Topics: To Kill a Mockingbird, Harper Lee, Great Depression Pages: 2 (555 words) Published: February 12, 2013
"To Kill a Mockingbird"
In the book "To Kill a Mockingbird", directed by Robert Mulligan, focuses on a lawyer named Atticus Finch, who is a very honest and greatly respected man. This man named Tom Robinson was a black man accused of rape. Atticus Finch puts his lawyer career on the line when he says he is going to defend Tom Robinson. This movie is told through the eyes of Atticus' six-year-old daughter, Scout. Scout and her older brother, Jem become best friends and grow their brotherly and sisterly bond very strong throughout the movie. Scout becomes friends with a "village idiot", which is what he is known as by the community, his name is Boo Radley, which in the end of the movie he saves her life when she is attacked by someone. (MRQE).
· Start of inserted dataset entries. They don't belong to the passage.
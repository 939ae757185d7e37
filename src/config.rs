// src/config.rs

// Run-time configuration. Every literal the analysis depends on (column layout,
// header rows, time base, plausibility bounds, naming rule, RF categories) lives here
// with the defaults from constants.rs, and can be overridden from a TOML file.

use std::fs;
use std::path::Path;

use serde::Deserialize;

use crate::constants::{
    DEFAULT_CSV_DELIMITER, DEFAULT_HEADER_ROWS, DEFAULT_PLAUSIBLE_DELAY_MAX,
    DEFAULT_PLAUSIBLE_DELAY_MIN,
};
use crate::data_analysis::aggregation::DeviceIdRule;
use crate::data_analysis::edge_detection::EdgeDirection;
use crate::data_analysis::propagation_delay::PlausibilityWindow;
use crate::data_analysis::return_loss::ReturnLossConfig;
use crate::data_input::capture_data::ChannelMap;
use crate::error::{AnalysisError, AnalysisResult};

/// Unit used for reported delays and plausibility bounds. Traces are always held in seconds.
#[derive(Debug, Clone, Copy, PartialEq, Eq, Default, Deserialize)]
pub enum TimeUnit {
    #[serde(rename = "s")]
    Seconds,
    #[serde(rename = "ms")]
    Milliseconds,
    #[serde(rename = "us")]
    Microseconds,
    #[default]
    #[serde(rename = "ns")]
    Nanoseconds,
    #[serde(rename = "ps")]
    Picoseconds,
}

impl TimeUnit {
    /// Multiplier converting seconds into this unit.
    pub fn scale(self) -> f64 {
        match self {
            TimeUnit::Seconds => 1.0,
            TimeUnit::Milliseconds => 1e3,
            TimeUnit::Microseconds => 1e6,
            TimeUnit::Nanoseconds => 1e9,
            TimeUnit::Picoseconds => 1e12,
        }
    }

    pub fn suffix(self) -> &'static str {
        match self {
            TimeUnit::Seconds => "s",
            TimeUnit::Milliseconds => "ms",
            TimeUnit::Microseconds => "us",
            TimeUnit::Nanoseconds => "ns",
            TimeUnit::Picoseconds => "ps",
        }
    }

    pub fn long_name(self) -> &'static str {
        match self {
            TimeUnit::Seconds => "seconds",
            TimeUnit::Milliseconds => "milliseconds",
            TimeUnit::Microseconds => "microseconds",
            TimeUnit::Nanoseconds => "nanoseconds",
            TimeUnit::Picoseconds => "picoseconds",
        }
    }
}

/// How capture files are laid out on disk.
#[derive(Debug, Clone, PartialEq, Deserialize)]
#[serde(default, deny_unknown_fields)]
pub struct CaptureConfig {
    /// Metadata lines preceding the first data row.
    pub header_rows: usize,
    pub delimiter: char,
    /// Used to synthesize the time axis when no time column is mapped.
    pub sample_rate_hz: Option<f64>,
    /// When set, mapped signal columns are digitized to 0/1 at this level.
    pub logic_threshold: Option<f64>,
    pub time_unit: TimeUnit,
}

impl Default for CaptureConfig {
    fn default() -> Self {
        Self {
            header_rows: DEFAULT_HEADER_ROWS,
            delimiter: DEFAULT_CSV_DELIMITER,
            sample_rate_hz: None,
            logic_threshold: None,
            time_unit: TimeUnit::default(),
        }
    }
}

/// Clock/enable/output analysis: cycle delays and clock-to-output propagation delays.
#[derive(Debug, Clone, PartialEq, Deserialize)]
#[serde(default, deny_unknown_fields)]
pub struct ClockCycleConfig {
    pub channels: ChannelMap,
    /// Edge of the enable signal that starts a cycle count.
    pub trigger_edge: EdgeDirection,
    /// Edge of the clock signal that starts a propagation measurement.
    pub reference_edge: EdgeDirection,
    /// Inclusive bounds for clock-to-output delays, in `capture.time_unit`.
    pub plausibility: PlausibilityWindow,
}

impl Default for ClockCycleConfig {
    fn default() -> Self {
        Self {
            channels: ChannelMap::clock_cycle_default(),
            trigger_edge: EdgeDirection::Falling,
            reference_edge: EdgeDirection::Rising,
            plausibility: PlausibilityWindow::new(
                DEFAULT_PLAUSIBLE_DELAY_MIN,
                DEFAULT_PLAUSIBLE_DELAY_MAX,
            ),
        }
    }
}

/// Input/output buffer analysis: paired-edge propagation delays.
#[derive(Debug, Clone, PartialEq, Deserialize)]
#[serde(default, deny_unknown_fields)]
pub struct PropagationConfig {
    pub channels: ChannelMap,
}

impl Default for PropagationConfig {
    fn default() -> Self {
        Self {
            channels: ChannelMap::propagation_default(),
        }
    }
}

#[derive(Debug, Clone, Default, PartialEq, Deserialize)]
#[serde(default, deny_unknown_fields)]
pub struct AnalysisConfig {
    pub capture: CaptureConfig,
    pub clock_cycle: ClockCycleConfig,
    pub propagation: PropagationConfig,
    pub device_id: DeviceIdRule,
    pub return_loss: ReturnLossConfig,
}

impl AnalysisConfig {
    pub fn from_toml_str(text: &str) -> AnalysisResult<Self> {
        let config: AnalysisConfig = toml::from_str(text)?;
        config.validate()?;
        Ok(config)
    }

    pub fn load(path: &Path) -> AnalysisResult<Self> {
        let text = fs::read_to_string(path).map_err(|e| AnalysisError::io(path, e))?;
        Self::from_toml_str(&text)
    }

    pub fn validate(&self) -> AnalysisResult<()> {
        if let Some(rate) = self.capture.sample_rate_hz {
            if !rate.is_finite() || rate <= 0.0 {
                return Err(AnalysisError::InvalidConfig(format!(
                    "capture.sample_rate_hz must be positive, got {rate}"
                )));
            }
        }
        if !self.capture.delimiter.is_ascii() {
            return Err(AnalysisError::InvalidConfig(format!(
                "capture.delimiter must be a single ASCII character, got '{}'",
                self.capture.delimiter
            )));
        }
        let window = &self.clock_cycle.plausibility;
        if !(window.min <= window.max) {
            return Err(AnalysisError::InvalidConfig(format!(
                "clock_cycle.plausibility min ({}) exceeds max ({})",
                window.min, window.max
            )));
        }
        self.clock_cycle.channels.validate()?;
        self.propagation.channels.validate()?;
        if self.device_id.delimiter.is_empty() {
            return Err(AnalysisError::InvalidConfig(
                "device_id.delimiter must not be empty".to_string(),
            ));
        }
        if self.return_loss.categories.is_empty() {
            return Err(AnalysisError::InvalidConfig(
                "return_loss.categories must list at least one category".to_string(),
            ));
        }
        Ok(())
    }
}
This movie was published in 1962. It is a classic of modern American literature. This movie stars Mary Badham in the role of Scout and Gregory Peck in the role of Atticus Finch. The setting of the film was based around the time of the Great depression. Scout refers to the Great depression twice in the beginning of the movie. Atticus himself refers to the Great Depression a few times throughout the movie as well. The theme to this movie is the coexistence of good and evil, the importance of moral education and also social class. To Kill a Mockingbird was based on the novel To Kill a Mockingbird by Harper Lee. The way they showed how racism and evil was shown throughout the different people of the town was great. Scout really grows and matures throughout the movie. It was written in the years of 1933 to 1935 in the fictional town of Maycomb, Alabama.

Larry Tubelle said about the movie that, "Harper Lee's highly regarded and eminently successful first novel has been artfully and delicately translated to the screen. Universal's "To Kill a Mockingbird" is a major film achievement, a significant, captivating and memorable picture that ranks with the best of recent years. Its success in the literary world seems certain to...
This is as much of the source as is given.